14-3-3 Proteins—a focus on cancer and human disease

• Published in: Journal of molecular and cellular cardiology Vol. 37; no. 3; pp. 633 - 642
• Main Authors: Wilker, Erik, Yaffe, Michael B.
• Format: Journal Article
• Language: English
• Published: England Elsevier Ltd 01.09.2004
• Subjects: 14-3-3 Proteins; 14-3-3 Proteins - metabolism; Apoptosis; Cancer; cdc25 Phosphatases - metabolism; Cell Cycle; Cell Cycle Proteins - metabolism; DNA - metabolism; DNA Damage; Human disease; Humans; Integrins - metabolism; MAP Kinase Signaling System; Modular signaling domains; Neoplasms - metabolism; Neoplasms - pathology; Phosphoserine/threonine; Protein Binding; Protein Structure, Tertiary; raf Kinases - metabolism; Phosphoserine/threonine; Human disease; 14-3-3 Proteins; Modular signaling domains; Cancer
• ISSN: 0022-2828; 1095-8584
• DOI: 10.1016/j.yjmcc.2004.04.015

14-3-3 Proteins are a ubiquitous family of molecules that participate in protein kinase signaling pathways within all eukaryotic cells.

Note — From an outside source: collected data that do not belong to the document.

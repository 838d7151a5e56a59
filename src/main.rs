use std::path::PathBuf;
use std::time::Instant;

use anyhow::{bail, Context, Result};
use cafe_reviews::config::{AreaCatalog, Settings};
use cafe_reviews::provider::google::GoogleClient;
use cafe_reviews::{aggregate, pipeline, report, snapshot};
use clap::{Parser, Subcommand};
use tracing::info;

#[derive(Parser)]
#[command(name = "cafe-reviews", about = "Collect and clean cafe reviews from Google Places")]
struct Cli {
    #[command(subcommand)]
    command: Commands,
}

#[derive(Subcommand)]
enum Commands {
    /// Collect places and reviews for every area, then write a snapshot
    Run {
        /// Area catalog file (default: settings.areas_path)
        #[arg(short, long)]
        areas: Option<PathBuf>,
        /// Snapshot directory (default: settings.output_dir)
        #[arg(short, long)]
        out: Option<PathBuf>,
    },
    /// List the configured areas
    Areas {
        #[arg(short, long)]
        areas: Option<PathBuf>,
    },
    /// Summarize the newest snapshot
    Summary {
        #[arg(short, long)]
        dir: Option<PathBuf>,
        /// Sample reviews to show
        #[arg(short = 'n', long, default_value = "3")]
        samples: usize,
    },
}

fn init_tracing() {
    let _ = tracing_subscriber::fmt()
        .with_env_filter(
            tracing_subscriber::EnvFilter::try_from_default_env()
                .unwrap_or_else(|_| "info".into()),
        )
        .try_init();
}

fn main() -> Result<()> {
    let _ = dotenvy::dotenv();
    init_tracing();

    let cli = Cli::parse();
    let settings = Settings::load().context("Failed to load settings")?;
    info!(options = ?settings.collect_options(), "settings loaded");

    match cli.command {
        Commands::Run { areas, out } => {
            let t0 = Instant::now();
            let areas_path = areas.unwrap_or_else(|| settings.areas_path.clone());
            let catalog = AreaCatalog::from_file(&areas_path)
                .with_context(|| format!("Failed to load areas from {:?}", areas_path))?;

            let Some(api_key) = settings
                .api_key
                .clone()
                .or_else(|| std::env::var("GOOGLE_MAPS_API_KEY").ok())
                .filter(|k| !k.is_empty())
            else {
                bail!("No API key: set CAFES_API_KEY or GOOGLE_MAPS_API_KEY");
            };
            let client = GoogleClient::with_base_url(
                api_key,
                settings.request_timeout(),
                settings.base_url.clone(),
            )?;

            println!("Collecting cafes for {} areas\n", catalog.len());
            let dataset = pipeline::run(&client, &catalog, &settings.collect_options())?;

            let out_dir = out.unwrap_or_else(|| settings.output_dir.clone());
            let path = snapshot::write_snapshot(&out_dir, &dataset)
                .with_context(|| format!("Failed to write snapshot to {:?}", out_dir))?;

            println!("{}", "=".repeat(50));
            println!("Collection complete in {:.1}s", t0.elapsed().as_secs_f64());
            println!("Total unique cafes: {}", dataset.places.len());
            println!("Total reviews: {}", dataset.reviews.len());
            println!("Duplicates removed: {}", dataset.duplicates_removed);
            if !dataset.failed_places.is_empty() {
                println!("Places with failed review fetch: {}", dataset.failed_places.len());
                for id in &dataset.failed_places {
                    println!("  - {}", id);
                }
            }
            println!("Snapshot: {}", path.display());
            println!("{}\n", "=".repeat(50));
            println!("{}", report::render_markdown(&dataset.summary));
        }
        Commands::Areas { areas } => {
            let areas_path = areas.unwrap_or_else(|| settings.areas_path.clone());
            let catalog = AreaCatalog::from_file(&areas_path)
                .with_context(|| format!("Failed to load areas from {:?}", areas_path))?;
            println!(
                "{:>3} | {:<24} | {:<12} | {:>22} | {:>7}",
                "#", "Area", "Region", "Center", "Radius"
            );
            println!("{}", "-".repeat(80));
            for (i, area) in catalog.areas().iter().enumerate() {
                println!(
                    "{:>3} | {:<24} | {:<12} | {:>22} | {:>6}m",
                    i + 1,
                    area.name,
                    area.region,
                    area.center.to_query(),
                    area.radius_meters
                );
            }
        }
        Commands::Summary { dir, samples } => {
            let dir = dir.unwrap_or_else(|| settings.output_dir.clone());
            let Some(path) = snapshot::latest_snapshot(&dir)? else {
                bail!("No snapshots found in {:?}", dir);
            };
            let snap = snapshot::load_snapshot(&path)?;
            println!(
                "Loaded {} cafes and {} reviews from {}\n",
                snap.places.len(),
                snap.reviews.len(),
                path.display()
            );

            let summary =
                aggregate::summarize(&snap.places, snap.reviews.iter().map(|r| &r.review));
            println!("{}", report::render_markdown(&summary));

            println!("### Sample reviews");
            for row in snap.reviews.iter().take(samples) {
                let r = &row.review;
                let rating = r.rating.map(|v| v.to_string()).unwrap_or_else(|| "-".into());
                println!("- {} [{}]: {}", r.place_name, rating, truncate(&r.text_clean, 80));
            }
        }
    }

    Ok(())
}

fn truncate(s: &str, max: usize) -> String {
    if s.chars().count() <= max {
        s.to_string()
    } else {
        let truncated: String = s.chars().take(max).collect();
        format!("{}...", truncated)
    }
}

Functioning as phosphoserine/phosphothreonine-binding modules, 14-3-3 proteins participate in phosphorylation-dependent protein–protein interactions that control progression through the cell cycle, initiation and maintenance of DNA damage checkpoints, activation of MAP kinases, prevention of apoptosis, and coordination of integrin signaling and cytoskeletal dynamics. In this review, we discuss the regulation of 14-3-3 structure and ligand binding, with a focus on the role of 14-3-3 proteins in human disease, particularly cancer. We discuss the latest data on the role of different 14-3-3 isotypes, the interaction of 14-3-3 proteins with Raf, Cdc25, and various integrin family members, and the likelihood that 14-3-3 proteins could be useful therapeutic targets in the treatment of human disease.